* Exercise directions *
Where the word "ContentItem" occurs in a line of the listing, please copy the line.

* Records shown *

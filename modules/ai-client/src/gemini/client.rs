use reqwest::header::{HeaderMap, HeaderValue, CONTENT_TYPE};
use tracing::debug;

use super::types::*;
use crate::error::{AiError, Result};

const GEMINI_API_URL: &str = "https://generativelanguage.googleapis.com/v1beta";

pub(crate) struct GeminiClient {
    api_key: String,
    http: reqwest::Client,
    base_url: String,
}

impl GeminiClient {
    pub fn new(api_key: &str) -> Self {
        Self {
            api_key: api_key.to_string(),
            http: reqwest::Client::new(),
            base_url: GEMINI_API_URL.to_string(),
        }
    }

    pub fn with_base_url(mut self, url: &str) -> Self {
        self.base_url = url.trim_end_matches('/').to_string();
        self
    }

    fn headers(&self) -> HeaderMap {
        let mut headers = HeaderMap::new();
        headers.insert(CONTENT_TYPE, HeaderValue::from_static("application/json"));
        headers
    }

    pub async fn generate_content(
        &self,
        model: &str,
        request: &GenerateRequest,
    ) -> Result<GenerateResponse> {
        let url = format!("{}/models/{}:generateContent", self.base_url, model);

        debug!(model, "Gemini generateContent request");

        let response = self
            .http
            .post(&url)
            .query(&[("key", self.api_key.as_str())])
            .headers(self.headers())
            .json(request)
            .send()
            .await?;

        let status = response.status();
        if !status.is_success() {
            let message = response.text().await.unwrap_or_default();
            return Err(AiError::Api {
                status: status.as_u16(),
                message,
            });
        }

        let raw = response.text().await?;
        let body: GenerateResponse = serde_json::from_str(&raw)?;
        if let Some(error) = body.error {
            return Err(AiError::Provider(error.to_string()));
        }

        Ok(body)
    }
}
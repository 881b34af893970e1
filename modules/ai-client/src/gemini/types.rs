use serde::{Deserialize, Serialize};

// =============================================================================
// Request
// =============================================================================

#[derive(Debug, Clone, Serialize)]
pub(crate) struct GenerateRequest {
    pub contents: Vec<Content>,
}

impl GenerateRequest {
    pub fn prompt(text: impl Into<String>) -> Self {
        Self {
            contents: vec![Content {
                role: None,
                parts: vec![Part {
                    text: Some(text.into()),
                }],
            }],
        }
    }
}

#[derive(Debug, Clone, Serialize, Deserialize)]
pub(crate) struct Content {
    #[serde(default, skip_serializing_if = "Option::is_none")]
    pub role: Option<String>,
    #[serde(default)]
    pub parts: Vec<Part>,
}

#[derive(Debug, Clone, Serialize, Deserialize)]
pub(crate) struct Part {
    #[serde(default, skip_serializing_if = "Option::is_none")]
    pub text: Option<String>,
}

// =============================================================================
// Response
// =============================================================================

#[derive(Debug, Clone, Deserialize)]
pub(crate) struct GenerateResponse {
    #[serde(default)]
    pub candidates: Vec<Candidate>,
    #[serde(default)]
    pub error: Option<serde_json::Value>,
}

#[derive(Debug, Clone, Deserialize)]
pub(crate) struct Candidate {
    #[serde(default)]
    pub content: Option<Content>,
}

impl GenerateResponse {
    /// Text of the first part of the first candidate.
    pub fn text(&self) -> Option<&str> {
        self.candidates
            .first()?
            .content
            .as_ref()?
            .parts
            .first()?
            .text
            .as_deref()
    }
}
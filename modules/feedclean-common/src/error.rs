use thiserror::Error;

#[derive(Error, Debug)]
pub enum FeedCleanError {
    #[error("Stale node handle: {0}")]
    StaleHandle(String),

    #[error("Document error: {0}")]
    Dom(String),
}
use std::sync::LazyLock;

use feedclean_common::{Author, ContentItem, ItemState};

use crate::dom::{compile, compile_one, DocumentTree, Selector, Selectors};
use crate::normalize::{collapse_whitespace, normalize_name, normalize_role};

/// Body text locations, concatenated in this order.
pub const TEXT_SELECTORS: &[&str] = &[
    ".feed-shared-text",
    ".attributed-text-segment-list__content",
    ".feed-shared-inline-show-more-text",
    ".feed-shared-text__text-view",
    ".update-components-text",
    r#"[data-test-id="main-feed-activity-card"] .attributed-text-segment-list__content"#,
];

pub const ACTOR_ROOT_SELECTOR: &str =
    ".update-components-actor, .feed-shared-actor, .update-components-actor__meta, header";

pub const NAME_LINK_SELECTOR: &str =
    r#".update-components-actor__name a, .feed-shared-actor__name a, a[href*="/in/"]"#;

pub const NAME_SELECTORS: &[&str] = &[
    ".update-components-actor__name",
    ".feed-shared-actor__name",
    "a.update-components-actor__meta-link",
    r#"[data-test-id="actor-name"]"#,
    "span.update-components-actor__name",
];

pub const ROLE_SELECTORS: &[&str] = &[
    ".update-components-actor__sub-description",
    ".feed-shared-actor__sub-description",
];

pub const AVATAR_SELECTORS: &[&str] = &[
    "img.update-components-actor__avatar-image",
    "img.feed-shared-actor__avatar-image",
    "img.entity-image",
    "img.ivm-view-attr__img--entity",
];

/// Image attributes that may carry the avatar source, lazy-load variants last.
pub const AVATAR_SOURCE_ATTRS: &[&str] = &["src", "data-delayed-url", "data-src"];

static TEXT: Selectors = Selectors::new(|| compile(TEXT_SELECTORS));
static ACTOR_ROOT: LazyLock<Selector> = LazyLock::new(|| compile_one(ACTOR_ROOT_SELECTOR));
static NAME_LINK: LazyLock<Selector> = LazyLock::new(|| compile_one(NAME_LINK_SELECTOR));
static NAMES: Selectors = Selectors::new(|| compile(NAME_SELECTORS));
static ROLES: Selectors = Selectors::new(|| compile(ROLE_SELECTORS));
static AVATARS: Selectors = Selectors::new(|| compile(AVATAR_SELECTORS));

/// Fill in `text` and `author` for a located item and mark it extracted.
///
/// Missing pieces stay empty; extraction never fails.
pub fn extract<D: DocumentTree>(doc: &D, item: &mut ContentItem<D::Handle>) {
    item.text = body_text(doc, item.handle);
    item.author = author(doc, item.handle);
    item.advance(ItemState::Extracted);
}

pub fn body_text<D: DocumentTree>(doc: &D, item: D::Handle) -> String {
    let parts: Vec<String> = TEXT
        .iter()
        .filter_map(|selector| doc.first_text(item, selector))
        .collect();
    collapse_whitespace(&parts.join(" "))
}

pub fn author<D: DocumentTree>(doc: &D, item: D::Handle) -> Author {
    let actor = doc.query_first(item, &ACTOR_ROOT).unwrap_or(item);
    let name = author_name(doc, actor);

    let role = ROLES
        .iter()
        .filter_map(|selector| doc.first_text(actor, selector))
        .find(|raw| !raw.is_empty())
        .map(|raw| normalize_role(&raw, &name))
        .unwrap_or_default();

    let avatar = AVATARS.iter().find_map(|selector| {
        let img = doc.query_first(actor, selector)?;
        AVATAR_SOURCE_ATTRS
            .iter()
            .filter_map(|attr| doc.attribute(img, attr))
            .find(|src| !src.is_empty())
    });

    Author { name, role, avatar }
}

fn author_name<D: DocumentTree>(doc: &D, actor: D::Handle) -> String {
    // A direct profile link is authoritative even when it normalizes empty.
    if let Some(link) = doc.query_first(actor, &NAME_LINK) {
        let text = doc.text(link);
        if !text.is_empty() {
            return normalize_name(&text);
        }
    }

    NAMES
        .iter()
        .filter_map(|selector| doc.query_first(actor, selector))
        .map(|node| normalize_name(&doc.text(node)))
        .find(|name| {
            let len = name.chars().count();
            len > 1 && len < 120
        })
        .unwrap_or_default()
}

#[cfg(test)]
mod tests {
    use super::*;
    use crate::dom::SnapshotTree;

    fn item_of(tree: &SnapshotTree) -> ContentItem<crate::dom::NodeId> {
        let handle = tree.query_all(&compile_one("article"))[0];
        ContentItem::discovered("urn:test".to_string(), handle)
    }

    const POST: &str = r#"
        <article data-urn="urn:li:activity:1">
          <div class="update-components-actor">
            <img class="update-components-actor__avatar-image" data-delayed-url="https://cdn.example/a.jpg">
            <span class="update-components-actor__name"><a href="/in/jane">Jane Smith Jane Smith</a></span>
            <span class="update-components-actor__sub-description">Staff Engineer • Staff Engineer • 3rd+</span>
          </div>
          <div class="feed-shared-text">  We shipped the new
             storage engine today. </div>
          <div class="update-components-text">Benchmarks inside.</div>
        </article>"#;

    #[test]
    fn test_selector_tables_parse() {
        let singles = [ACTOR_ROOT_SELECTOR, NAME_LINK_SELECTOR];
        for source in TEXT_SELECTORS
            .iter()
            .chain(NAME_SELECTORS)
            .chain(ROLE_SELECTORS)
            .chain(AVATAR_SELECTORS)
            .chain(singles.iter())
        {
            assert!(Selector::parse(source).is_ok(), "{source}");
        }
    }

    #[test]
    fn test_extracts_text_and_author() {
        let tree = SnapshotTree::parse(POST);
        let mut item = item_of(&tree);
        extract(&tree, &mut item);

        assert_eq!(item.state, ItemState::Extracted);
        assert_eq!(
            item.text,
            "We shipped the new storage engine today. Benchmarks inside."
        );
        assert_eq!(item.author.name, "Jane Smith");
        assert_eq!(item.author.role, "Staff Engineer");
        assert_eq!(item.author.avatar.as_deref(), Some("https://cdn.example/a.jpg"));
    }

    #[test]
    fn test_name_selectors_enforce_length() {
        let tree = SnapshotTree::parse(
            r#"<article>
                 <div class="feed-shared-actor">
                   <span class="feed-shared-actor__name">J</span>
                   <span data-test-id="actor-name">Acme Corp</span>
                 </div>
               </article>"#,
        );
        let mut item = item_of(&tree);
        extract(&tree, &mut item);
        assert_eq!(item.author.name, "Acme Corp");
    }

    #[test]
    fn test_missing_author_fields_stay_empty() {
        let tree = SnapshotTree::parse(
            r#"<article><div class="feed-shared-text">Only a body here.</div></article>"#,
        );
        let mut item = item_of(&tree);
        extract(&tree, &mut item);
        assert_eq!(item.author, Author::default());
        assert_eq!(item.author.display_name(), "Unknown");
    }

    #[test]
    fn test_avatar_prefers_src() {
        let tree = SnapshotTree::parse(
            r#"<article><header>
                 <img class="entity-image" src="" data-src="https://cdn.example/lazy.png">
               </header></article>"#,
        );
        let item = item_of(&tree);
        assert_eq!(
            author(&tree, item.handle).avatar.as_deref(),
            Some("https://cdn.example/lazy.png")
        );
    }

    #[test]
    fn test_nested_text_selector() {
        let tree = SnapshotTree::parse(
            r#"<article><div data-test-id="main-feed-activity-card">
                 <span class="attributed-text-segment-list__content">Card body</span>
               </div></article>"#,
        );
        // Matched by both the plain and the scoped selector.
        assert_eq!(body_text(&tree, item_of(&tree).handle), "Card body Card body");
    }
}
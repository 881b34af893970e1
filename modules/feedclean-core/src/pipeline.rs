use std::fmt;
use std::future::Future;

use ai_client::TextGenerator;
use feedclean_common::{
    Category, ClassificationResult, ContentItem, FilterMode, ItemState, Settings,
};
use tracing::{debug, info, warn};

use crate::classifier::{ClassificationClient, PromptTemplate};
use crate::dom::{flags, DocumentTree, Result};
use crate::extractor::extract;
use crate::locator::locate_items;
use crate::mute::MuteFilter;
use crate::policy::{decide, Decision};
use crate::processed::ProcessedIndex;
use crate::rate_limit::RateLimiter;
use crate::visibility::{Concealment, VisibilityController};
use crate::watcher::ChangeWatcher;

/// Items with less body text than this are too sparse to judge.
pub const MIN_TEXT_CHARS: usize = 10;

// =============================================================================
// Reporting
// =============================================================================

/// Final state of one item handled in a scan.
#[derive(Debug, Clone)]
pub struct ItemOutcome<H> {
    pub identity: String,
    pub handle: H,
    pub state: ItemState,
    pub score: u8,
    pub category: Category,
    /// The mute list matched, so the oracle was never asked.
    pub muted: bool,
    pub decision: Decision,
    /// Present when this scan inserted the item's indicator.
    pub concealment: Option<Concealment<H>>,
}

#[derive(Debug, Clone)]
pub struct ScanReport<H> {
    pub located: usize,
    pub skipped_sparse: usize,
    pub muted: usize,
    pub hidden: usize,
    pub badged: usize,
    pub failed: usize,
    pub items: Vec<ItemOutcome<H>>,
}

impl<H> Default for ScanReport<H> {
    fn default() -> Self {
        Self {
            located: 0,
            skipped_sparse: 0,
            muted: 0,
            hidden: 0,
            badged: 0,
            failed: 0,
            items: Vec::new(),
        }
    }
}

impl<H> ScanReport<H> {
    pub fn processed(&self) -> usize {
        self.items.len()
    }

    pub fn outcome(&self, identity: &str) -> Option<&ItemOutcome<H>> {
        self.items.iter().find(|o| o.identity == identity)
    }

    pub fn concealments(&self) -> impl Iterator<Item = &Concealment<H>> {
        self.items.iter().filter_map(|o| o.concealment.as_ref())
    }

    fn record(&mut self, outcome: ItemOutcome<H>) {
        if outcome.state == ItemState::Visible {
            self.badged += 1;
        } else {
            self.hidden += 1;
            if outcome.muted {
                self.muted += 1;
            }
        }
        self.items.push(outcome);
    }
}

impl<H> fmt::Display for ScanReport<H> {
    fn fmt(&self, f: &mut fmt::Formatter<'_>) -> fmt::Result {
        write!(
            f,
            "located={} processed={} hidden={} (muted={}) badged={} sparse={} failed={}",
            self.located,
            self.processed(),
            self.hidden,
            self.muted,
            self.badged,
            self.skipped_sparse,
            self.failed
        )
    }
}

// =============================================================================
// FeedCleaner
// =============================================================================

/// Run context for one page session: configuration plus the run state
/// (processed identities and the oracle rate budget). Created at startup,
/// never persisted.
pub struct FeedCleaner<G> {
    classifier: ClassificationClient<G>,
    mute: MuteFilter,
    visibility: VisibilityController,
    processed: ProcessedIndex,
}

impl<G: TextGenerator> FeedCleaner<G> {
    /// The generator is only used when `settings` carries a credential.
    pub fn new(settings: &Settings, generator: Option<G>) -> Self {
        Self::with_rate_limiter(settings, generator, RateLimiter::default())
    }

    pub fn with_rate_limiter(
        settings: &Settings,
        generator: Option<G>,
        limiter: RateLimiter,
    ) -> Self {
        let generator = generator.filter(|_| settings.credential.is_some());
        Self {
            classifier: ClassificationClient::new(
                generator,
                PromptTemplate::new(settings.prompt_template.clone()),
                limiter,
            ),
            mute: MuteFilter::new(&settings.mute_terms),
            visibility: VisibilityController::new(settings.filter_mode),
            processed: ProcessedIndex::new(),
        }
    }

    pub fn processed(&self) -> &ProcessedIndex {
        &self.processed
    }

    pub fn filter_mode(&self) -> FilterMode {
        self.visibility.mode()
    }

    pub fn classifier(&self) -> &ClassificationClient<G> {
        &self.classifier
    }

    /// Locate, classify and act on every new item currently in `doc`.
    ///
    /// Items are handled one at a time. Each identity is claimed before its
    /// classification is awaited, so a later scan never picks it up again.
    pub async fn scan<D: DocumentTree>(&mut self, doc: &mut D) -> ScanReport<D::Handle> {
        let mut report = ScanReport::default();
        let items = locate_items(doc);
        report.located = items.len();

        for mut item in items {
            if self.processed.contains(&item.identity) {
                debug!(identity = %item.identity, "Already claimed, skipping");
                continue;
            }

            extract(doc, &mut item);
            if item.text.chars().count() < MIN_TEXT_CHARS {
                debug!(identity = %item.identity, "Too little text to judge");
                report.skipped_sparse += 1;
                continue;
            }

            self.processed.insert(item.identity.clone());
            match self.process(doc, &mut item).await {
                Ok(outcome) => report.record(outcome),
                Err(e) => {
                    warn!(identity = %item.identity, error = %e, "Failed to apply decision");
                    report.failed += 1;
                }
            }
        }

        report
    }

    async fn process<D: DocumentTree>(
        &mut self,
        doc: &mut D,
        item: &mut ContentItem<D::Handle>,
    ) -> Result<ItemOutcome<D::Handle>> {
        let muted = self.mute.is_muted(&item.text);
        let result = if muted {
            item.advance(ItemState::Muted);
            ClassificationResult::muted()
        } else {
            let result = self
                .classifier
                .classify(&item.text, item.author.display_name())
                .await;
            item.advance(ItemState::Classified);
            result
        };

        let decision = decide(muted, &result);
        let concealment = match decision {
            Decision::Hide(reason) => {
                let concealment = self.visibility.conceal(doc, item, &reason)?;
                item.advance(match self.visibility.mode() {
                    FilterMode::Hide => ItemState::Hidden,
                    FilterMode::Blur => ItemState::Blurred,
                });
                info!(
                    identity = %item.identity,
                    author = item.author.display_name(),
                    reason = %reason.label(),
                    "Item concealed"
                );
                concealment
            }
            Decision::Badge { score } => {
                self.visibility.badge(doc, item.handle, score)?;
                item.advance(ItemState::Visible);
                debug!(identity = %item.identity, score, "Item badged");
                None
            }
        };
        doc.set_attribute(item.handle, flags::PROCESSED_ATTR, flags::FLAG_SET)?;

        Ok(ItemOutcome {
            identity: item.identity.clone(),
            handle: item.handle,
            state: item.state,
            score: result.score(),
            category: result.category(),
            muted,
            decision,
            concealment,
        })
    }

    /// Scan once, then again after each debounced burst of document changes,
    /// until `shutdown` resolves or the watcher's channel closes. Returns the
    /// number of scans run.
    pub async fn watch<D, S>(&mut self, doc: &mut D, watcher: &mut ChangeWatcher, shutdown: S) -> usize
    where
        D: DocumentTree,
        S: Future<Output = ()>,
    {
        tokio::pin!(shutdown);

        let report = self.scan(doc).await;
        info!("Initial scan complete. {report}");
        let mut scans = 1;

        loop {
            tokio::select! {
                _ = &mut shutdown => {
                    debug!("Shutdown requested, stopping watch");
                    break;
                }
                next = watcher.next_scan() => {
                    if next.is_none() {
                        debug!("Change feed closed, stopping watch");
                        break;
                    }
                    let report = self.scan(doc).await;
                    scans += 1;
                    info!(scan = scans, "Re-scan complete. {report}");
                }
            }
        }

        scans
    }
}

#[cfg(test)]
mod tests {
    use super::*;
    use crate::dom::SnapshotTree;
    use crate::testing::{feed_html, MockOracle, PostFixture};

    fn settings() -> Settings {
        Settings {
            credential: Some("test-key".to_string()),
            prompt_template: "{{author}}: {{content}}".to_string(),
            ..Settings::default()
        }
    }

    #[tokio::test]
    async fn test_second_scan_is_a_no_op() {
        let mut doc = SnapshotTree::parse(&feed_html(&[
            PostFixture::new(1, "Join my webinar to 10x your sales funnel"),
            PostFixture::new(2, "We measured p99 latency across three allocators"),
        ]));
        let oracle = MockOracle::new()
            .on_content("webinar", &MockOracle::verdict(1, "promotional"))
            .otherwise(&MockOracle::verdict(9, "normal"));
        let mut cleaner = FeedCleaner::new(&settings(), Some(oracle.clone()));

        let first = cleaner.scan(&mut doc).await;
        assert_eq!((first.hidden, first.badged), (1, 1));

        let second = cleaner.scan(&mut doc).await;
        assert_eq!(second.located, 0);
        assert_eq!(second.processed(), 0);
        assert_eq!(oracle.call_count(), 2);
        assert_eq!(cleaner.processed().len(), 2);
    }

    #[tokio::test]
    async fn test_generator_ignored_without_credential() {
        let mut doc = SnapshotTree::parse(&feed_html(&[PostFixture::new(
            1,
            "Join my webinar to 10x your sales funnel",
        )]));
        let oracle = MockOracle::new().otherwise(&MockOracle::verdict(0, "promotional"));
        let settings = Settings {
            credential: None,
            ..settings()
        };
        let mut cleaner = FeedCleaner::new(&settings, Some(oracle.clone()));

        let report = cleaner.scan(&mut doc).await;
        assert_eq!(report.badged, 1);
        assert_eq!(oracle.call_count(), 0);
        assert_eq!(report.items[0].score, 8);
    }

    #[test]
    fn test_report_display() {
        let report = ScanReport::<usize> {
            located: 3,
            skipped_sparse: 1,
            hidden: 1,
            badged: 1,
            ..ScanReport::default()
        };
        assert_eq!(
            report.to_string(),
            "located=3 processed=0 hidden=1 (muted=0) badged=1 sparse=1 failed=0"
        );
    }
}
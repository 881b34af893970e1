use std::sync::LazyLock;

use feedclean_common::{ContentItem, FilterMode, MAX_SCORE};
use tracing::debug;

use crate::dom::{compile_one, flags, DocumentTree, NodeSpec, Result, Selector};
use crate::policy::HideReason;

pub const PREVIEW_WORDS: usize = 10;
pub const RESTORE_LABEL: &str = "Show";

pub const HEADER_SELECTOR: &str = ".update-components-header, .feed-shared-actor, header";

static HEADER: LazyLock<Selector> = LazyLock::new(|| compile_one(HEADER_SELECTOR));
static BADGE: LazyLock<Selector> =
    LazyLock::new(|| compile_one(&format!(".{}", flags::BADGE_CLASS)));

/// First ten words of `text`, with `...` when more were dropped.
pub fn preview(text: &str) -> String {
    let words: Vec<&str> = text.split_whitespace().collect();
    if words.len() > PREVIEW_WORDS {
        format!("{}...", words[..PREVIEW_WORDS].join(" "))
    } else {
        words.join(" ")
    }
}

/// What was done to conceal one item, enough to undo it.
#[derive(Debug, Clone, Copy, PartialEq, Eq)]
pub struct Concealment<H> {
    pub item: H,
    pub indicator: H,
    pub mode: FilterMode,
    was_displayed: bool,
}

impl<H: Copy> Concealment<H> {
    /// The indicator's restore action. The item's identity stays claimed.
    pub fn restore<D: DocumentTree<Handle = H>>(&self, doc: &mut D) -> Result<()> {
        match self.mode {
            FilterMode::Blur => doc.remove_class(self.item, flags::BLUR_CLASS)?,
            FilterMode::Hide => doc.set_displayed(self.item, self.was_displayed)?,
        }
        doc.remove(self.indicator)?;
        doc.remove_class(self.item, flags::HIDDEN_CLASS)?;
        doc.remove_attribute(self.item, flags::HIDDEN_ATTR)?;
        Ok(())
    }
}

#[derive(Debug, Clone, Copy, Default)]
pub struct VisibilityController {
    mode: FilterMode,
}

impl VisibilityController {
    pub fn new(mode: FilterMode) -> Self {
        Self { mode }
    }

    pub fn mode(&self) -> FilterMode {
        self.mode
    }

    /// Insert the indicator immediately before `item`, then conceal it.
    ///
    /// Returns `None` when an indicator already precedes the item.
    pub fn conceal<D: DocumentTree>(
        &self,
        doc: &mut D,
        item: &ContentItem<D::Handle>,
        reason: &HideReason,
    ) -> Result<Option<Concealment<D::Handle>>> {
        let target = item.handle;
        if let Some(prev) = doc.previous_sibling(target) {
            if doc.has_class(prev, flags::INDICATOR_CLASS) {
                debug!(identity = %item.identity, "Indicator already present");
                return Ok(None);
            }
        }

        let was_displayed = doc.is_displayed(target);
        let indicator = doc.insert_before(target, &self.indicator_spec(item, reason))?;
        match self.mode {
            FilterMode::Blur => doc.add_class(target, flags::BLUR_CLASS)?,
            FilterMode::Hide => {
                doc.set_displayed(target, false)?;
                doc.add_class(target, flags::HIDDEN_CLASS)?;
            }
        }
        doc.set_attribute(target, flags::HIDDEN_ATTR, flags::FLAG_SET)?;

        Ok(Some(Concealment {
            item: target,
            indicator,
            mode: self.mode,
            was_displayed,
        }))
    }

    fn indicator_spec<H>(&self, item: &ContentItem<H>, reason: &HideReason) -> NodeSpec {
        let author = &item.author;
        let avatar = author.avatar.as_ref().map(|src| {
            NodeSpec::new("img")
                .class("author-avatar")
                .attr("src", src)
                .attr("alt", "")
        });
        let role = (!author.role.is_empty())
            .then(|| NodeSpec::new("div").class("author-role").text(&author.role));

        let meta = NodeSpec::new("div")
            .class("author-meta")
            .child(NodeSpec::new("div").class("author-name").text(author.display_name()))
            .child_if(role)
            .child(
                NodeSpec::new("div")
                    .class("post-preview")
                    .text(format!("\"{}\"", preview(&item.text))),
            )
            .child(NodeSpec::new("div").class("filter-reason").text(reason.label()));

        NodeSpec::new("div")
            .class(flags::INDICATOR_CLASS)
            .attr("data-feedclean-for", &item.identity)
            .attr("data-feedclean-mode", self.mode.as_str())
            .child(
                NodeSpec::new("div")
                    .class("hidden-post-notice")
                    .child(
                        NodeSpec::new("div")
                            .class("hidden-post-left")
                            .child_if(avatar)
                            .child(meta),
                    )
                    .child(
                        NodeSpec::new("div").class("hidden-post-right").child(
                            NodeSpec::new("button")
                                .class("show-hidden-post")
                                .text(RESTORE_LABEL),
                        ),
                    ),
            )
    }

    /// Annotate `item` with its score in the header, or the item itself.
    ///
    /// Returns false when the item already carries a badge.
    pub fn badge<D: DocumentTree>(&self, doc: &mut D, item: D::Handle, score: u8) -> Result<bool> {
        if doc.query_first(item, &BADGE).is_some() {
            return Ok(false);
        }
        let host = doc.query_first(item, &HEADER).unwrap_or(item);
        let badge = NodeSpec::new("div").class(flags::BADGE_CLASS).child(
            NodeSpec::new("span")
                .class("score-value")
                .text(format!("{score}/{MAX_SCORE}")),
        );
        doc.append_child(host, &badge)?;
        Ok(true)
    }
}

* Written answer *
use feedclean_common::{Author, ContentItem, ItemState};
pub fn extract<D: DocumentTree>(doc: &D, item: &mut ContentItem<D::Handle>) {
    fn item_of(tree: &SnapshotTree) -> ContentItem<crate::dom::NodeId> {
        ContentItem::discovered("urn:test".to_string(), handle)
    Category, ClassificationResult, ContentItem, FilterMode, ItemState, Settings,
        item: &mut ContentItem<D::Handle>,
use feedclean_common::{ContentItem, FilterMode, MAX_SCORE};
        item: &ContentItem<D::Handle>,
    fn indicator_spec<H>(&self, item: &ContentItem<H>, reason: &HideReason) -> NodeSpec {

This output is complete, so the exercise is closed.